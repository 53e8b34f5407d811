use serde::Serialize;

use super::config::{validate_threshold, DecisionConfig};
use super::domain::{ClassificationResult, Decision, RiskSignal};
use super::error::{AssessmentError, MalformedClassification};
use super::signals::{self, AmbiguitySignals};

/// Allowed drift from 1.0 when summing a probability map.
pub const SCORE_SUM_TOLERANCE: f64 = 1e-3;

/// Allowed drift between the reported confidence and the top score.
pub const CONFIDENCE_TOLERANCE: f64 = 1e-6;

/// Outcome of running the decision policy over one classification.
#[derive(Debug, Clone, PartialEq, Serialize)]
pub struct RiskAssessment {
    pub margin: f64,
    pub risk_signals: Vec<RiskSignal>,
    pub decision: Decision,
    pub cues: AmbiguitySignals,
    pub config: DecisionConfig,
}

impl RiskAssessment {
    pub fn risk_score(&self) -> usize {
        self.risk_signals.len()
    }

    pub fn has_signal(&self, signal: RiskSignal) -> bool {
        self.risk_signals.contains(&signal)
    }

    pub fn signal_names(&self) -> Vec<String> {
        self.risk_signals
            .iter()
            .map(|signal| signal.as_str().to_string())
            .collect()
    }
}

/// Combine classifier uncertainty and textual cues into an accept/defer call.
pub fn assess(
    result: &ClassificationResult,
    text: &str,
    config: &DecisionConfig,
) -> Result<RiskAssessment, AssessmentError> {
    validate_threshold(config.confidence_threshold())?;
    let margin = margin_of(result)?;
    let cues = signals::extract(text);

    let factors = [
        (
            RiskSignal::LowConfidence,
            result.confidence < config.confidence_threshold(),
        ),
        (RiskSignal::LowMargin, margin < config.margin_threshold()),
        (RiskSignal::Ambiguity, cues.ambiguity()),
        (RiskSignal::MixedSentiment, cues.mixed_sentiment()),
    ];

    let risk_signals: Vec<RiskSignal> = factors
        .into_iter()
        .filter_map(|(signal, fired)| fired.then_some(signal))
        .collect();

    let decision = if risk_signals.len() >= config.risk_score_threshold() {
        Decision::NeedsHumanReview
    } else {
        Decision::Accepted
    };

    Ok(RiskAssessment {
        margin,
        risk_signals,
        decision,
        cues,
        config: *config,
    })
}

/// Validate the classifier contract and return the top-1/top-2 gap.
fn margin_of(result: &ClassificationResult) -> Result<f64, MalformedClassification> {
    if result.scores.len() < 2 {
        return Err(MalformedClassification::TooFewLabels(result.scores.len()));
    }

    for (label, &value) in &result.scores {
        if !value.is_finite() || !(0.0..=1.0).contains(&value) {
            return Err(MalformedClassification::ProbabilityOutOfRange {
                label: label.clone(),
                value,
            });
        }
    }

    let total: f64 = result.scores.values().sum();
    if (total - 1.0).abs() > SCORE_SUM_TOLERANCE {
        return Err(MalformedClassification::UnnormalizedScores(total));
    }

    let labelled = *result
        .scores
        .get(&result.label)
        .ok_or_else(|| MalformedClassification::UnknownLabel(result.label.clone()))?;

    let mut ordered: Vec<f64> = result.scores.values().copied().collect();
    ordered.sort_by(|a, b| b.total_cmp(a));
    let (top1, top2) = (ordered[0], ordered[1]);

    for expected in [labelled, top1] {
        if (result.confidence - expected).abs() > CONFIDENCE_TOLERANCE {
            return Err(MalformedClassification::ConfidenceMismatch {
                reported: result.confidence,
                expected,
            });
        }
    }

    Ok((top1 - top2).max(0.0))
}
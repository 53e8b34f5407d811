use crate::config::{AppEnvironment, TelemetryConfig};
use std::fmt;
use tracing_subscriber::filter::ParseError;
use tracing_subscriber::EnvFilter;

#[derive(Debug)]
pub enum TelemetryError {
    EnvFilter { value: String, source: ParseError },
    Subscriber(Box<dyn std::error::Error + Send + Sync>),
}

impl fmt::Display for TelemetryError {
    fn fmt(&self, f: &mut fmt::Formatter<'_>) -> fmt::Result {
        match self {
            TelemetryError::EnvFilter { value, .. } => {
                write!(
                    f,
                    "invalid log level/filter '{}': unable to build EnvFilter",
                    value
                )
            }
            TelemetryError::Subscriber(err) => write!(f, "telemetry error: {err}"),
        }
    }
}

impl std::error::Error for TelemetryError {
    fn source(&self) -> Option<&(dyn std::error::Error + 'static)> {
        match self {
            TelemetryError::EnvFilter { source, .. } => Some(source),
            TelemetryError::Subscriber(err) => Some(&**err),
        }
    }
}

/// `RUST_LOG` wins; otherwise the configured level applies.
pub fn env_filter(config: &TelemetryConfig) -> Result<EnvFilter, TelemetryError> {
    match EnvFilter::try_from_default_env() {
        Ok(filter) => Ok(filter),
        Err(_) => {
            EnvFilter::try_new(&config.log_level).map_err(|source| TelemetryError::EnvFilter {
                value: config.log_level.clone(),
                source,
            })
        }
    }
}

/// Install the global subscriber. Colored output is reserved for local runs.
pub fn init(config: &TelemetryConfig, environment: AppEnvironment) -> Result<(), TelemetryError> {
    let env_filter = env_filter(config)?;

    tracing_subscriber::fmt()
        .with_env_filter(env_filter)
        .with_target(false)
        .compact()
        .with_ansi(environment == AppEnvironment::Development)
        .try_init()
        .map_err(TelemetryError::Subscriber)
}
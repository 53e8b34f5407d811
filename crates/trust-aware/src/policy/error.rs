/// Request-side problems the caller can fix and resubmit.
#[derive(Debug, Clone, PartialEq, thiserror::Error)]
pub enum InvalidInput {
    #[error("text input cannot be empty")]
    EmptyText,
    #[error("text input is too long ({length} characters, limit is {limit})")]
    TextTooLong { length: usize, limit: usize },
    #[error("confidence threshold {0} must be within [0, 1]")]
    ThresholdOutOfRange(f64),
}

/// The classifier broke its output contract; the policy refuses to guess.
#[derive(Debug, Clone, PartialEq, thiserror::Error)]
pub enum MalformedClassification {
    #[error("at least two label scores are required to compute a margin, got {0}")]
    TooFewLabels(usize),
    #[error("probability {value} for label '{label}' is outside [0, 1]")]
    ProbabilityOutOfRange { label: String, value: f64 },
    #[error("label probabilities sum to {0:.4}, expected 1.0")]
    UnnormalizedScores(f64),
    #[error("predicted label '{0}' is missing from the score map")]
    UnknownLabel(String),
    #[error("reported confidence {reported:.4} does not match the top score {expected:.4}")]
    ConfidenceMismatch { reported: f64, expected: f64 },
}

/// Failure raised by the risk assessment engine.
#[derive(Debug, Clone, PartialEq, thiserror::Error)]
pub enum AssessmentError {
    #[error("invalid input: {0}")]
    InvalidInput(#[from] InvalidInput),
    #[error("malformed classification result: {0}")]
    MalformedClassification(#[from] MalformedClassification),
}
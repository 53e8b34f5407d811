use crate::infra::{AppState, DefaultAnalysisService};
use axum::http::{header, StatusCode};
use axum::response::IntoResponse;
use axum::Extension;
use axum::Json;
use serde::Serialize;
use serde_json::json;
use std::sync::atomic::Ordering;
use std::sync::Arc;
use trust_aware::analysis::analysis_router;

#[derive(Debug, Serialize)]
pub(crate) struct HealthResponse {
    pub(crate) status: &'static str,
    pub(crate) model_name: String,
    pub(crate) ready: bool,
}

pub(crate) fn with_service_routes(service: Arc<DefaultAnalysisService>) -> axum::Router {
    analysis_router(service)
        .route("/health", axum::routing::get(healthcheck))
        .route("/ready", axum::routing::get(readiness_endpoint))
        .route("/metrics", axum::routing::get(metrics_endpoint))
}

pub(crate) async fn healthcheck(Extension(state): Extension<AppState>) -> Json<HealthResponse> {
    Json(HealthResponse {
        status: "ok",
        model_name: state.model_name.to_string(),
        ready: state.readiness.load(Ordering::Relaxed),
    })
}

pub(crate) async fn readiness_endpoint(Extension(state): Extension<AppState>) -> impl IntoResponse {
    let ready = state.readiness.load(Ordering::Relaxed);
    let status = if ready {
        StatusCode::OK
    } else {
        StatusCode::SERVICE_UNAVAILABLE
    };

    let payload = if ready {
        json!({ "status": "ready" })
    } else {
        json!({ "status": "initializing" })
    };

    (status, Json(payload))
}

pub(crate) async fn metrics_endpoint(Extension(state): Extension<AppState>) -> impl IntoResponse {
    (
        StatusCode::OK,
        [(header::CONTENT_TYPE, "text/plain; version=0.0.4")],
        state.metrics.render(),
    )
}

* _TASK_
Your answer should be a single number: the count of lines in the entries that contain the word "struct".

* _EXPECTED ANSWER_
2